WSJ Analysis: Rating Firms Not Effective at Predicting Government Defaults

The nation's major credit-ratings firms have historically not been effective predictors of a government's risk of defaulting on its debt, according to a Wall Street Journal analysis of 35 years of data.

Published on August 12, 2011

Standard & Poor's Corp.'s downgrade late Friday of U.S. debt to AA+ from triple-A has highlighted a key role of credit-rating firms: helping investors measure the likelihood of default so they can calculate the appropriate rate of interest to charge on bonds.

But when it comes to government, or "sovereign" debt, it turns out that the ratings—ranging from a lofty triple-A to a lowly double-C—do little to predict whether a nation is going to renege on its debts, the data shows. The firms have especially done a poor job in the 12-month period preceding a government-debt default, the time when investors most need guidance.

Out of the 15 government defaults S&P has tracked since 1975, for instance, the firm rated 12 of the countries single-B or higher one year before the event. Yet S&P says historically a single-B rating has had just a 2% average chance of default within a year. Put another way, S&P drastically underestimated one-year default risk in 80% of those cases.

Similarly, of the 13 governments rated by Moody's Investors Service within one year of a default, 11 were rated B or higher. Three of those were rated Ba, Moody's parlance for double-B, which carries a 0.77% one-year default rate.

To be sure, the investment-grade ratings—meaning triple-B or higher—assigned to sovereign bonds have withstood the test of time: No government has defaulted within fifteen years of holding a triple-A, double-A or even single-A classification.

And the rating firms argue that their grading system is designed to measure relative default risk between countries rather than actual default probability, and that the measured pace of their actions promotes stability. "We give ballast to the markets," says John Chambers, chairman of S&P's sovereign ratings committee. "If people just relied on the (credit-default swaps) to set their risk premium ... they would go up and down like a yo-yo."
Overall, he says, the firm provides a "robust rank ordering of prospective default risk."

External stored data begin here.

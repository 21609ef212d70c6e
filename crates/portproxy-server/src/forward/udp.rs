//! UDP forwarding: NAT-like sessions keyed by client address.
//!
//! One external socket per mapping. The first datagram from a client
//! address is vetted by access control; if accepted, a dedicated upstream
//! socket is connected to the internal target and a reply task pipes its
//! datagrams back to that client through the external socket. Sessions live
//! until the mapping is closed; there is no idle expiry.

use super::framing::{recv_message, recv_message_from, CHUNK_SIZE};
use super::{CloseSignal, ForwardContext};
use portproxy_core::{MappingId, ProxyError, ProxyResult, Target};
use std::collections::HashMap;
use std::net::{Ipv4Addr, Ipv6Addr, SocketAddr};
use std::sync::Arc;
use tokio::net::{lookup_host, UdpSocket};
use tracing::{debug, info, warn};

/// Resolve the target, bind the mapping's socket, and spawn its loop.
///
/// Returns the port actually bound.
///
/// # Errors
///
/// [`ProxyError::Resolve`] if the internal target has no address,
/// [`ProxyError::Bind`] if the external socket cannot be bound.
pub async fn start(
    ctx: ForwardContext,
    id: MappingId,
    port: u16,
    target: Target,
) -> ProxyResult<u16> {
    let upstream_addr = resolve(&target).await?;

    let addr = SocketAddr::new(ctx.listen_address, port);
    let socket = UdpSocket::bind(addr)
        .await
        .map_err(|source| ProxyError::Bind { addr, source })?;
    let actual_port = socket.local_addr().map(|a| a.port()).unwrap_or(port);

    let close = ctx.terminator.guard(id);
    info!(mapping_id = id, addr = %addr, actual_port, target = %target, "udp listener started");

    let engine = UdpEngine {
        id,
        ctx,
        upstream_addr,
        external: Arc::new(socket),
        sessions: HashMap::new(),
    };
    tokio::spawn(async move {
        engine.run(close).await;
        debug!(mapping_id = id, "udp datagram loop ended");
    });

    Ok(actual_port)
}

async fn resolve(target: &Target) -> ProxyResult<SocketAddr> {
    let authority = target.authority();
    let mut addrs = lookup_host(&authority).await.map_err(|e| ProxyError::Resolve {
        target: authority.clone(),
        reason: e.to_string(),
    })?;
    addrs.next().ok_or_else(|| ProxyError::Resolve {
        target: authority.clone(),
        reason: "no addresses".to_string(),
    })
}

/// Per-mapping state, owned by the datagram loop.
struct UdpEngine {
    id: MappingId,
    ctx: ForwardContext,
    upstream_addr: SocketAddr,
    external: Arc<UdpSocket>,
    /// Client address to its dedicated upstream socket.
    sessions: HashMap<SocketAddr, Arc<UdpSocket>>,
}

impl UdpEngine {
    async fn run(mut self, mut close: CloseSignal) {
        let mut buf = vec![0u8; CHUNK_SIZE];
        loop {
            let (message, client) =
                match close.or_closed(recv_message_from(&self.external, &mut buf)).await {
                    None => {
                        debug!(mapping_id = self.id, "udp listener closed");
                        break;
                    }
                    Some(Ok(received)) => received,
                    Some(Err(e)) => {
                        warn!(mapping_id = self.id, error = %e, "udp listener read error");
                        break;
                    }
                };

            let upstream = match self.sessions.get(&client) {
                Some(upstream) => upstream.clone(),
                None => match self.open_session(client).await {
                    Some(upstream) => upstream,
                    None => continue,
                },
            };

            if let Err(e) = upstream.send(&message).await {
                debug!(mapping_id = self.id, client = %client, error = %e, "udp upstream send failed");
            }
        }
    }

    /// Vet a new client and dial its upstream socket. `None` drops the datagram.
    async fn open_session(&mut self, client: SocketAddr) -> Option<Arc<UdpSocket>> {
        if !self.ctx.access.is_allowed(client) {
            debug!(mapping_id = self.id, client = %client, "udp datagram rejected by access control");
            return None;
        }

        let local = if self.upstream_addr.is_ipv4() {
            SocketAddr::from((Ipv4Addr::UNSPECIFIED, 0))
        } else {
            SocketAddr::from((Ipv6Addr::UNSPECIFIED, 0))
        };
        let socket = match UdpSocket::bind(local).await {
            Ok(s) => s,
            Err(e) => {
                warn!(mapping_id = self.id, error = %e, "udp session bind failed");
                return None;
            }
        };
        if let Err(e) = socket.connect(self.upstream_addr).await {
            warn!(
                mapping_id = self.id,
                target = %self.upstream_addr,
                error = %e,
                "udp dial to internal target failed"
            );
            return None;
        }

        let upstream = Arc::new(socket);
        let close = self.ctx.terminator.guard(self.id);
        tokio::spawn(reply_loop(
            upstream.clone(),
            self.external.clone(),
            client,
            close,
            self.id,
        ));
        self.sessions.insert(client, upstream.clone());
        info!(
            mapping_id = self.id,
            client = %client,
            sessions = self.sessions.len(),
            "udp session opened"
        );
        Some(upstream)
    }
}

/// Pipe datagrams from one session's upstream socket back to its client.
///
/// Read errors other than close are logged and the loop keeps going.
async fn reply_loop(
    upstream: Arc<UdpSocket>,
    external: Arc<UdpSocket>,
    client: SocketAddr,
    mut close: CloseSignal,
    id: MappingId,
) {
    let mut buf = vec![0u8; CHUNK_SIZE];
    loop {
        let message = match close.or_closed(recv_message(&upstream, &mut buf)).await {
            None => break,
            Some(Ok(message)) => message,
            Some(Err(e)) => {
                warn!(mapping_id = id, client = %client, error = %e, "udp reply read error");
                continue;
            }
        };
        if let Err(e) = external.send_to(&message, client).await {
            debug!(mapping_id = id, client = %client, error = %e, "udp reply send failed");
        }
    }
    debug!(mapping_id = id, client = %client, "udp session closed");
}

Says Elena Duggar, a credit officer in Moody's sovereign-risk unit: "It's a relative ranking system and the lower rankings have higher defaults than the higher ones."

But bond-fund managers say the ratings firms' track record makes them unreliable indicators when picking investments in volatile markets.

"Once a crisis is obvious, it's obvious to everybody and a (ratings) model won't help you at all," says Jerome Booth, research chief at Ashmore Investment Management, who has invested amid sovereign defaults.

While their corporate ratings have historically been better predictors of default, ratings firms have at times been criticized by investors in those bonds. Moody's and S&P both rated Enron Corp. and Lehman Brothers Holdings Inc. investment grade immediately before their collapses, for example.

"Our historical performance for non-financial corporate ratings and rank ordering has been very strong, especially in this recession," says Ken Emery, senior vice president in Moody's credit policy group. "Ninety-five percent of corporate defaults had a rating of B1 or lower one-year prior to default."

However, the firms also stamped their top ratings on mortgage securities, helping to lead to the bubble that burst in 2008.

Less attention has been paid to their sovereign debt ratings.
The modern sovereign-bond-ratings business was born in the mid-1970s, when a change in the tax treatment for interest on foreign debt and a boom in bond markets created a need for standardized credit ratings.

At one point, there were seven rating firms but consolidation shrank the field to S&P and Moody's, with Fitch Ratings a distant third. Issuers paid the firms to rate bonds that earned fees for Wall Street banks and fed hunger from investors for higher-yielding debt than what was previously available. The firms analyze a mix of economic, monetary, fiscal and political data points to determine their rankings.